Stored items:
BEGIN

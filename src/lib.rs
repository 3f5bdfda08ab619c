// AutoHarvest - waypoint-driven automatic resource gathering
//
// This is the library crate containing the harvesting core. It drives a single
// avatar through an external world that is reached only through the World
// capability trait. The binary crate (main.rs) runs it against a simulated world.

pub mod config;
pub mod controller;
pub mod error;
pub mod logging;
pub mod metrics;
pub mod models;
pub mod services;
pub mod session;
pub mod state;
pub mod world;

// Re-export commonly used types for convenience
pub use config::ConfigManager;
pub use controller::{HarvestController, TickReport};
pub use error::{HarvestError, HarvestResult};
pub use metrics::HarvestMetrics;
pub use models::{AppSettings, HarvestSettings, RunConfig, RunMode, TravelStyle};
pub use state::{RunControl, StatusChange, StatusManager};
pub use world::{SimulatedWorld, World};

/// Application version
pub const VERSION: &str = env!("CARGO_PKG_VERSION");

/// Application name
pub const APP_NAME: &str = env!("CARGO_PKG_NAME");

END

* _REQUIRED WORK_:
The entries above are to be copied word for word.

* _ANSWER_:
filename src/lib.rs
repository 3f5bdfda08ab619c
// AutoHarvest - waypoint-driven automatic resource gathering
//
// This is the library crate containing the harvesting core. It drives a single
// avatar through an external world that is reached only through the World
// capability trait. The binary crate (main.rs) runs it against a simulated world.

pub mod config;
pub mod controller;
pub mod error;
pub mod logging;
pub mod metrics;
pub mod models;
pub mod services;
pub mod session;
pub mod state;
pub mod world;

// Re-export commonly used types for convenience
pub use config::ConfigManager;
pub use controller::{HarvestController, TickReport};
pub use error::{HarvestError, HarvestResult};
pub use metrics::HarvestMetrics;
pub use models::{AppSettings, HarvestSettings, RunConfig, RunMode, TravelStyle};
pub use state::{RunControl, StatusChange, StatusManager};
pub use world::{SimulatedWorld, World};

/// Application version
pub const VERSION: &str = env!("CARGO_PKG_VERSION");

/// Application name
pub const APP_NAME: &str = env!("CARGO_PKG_NAME");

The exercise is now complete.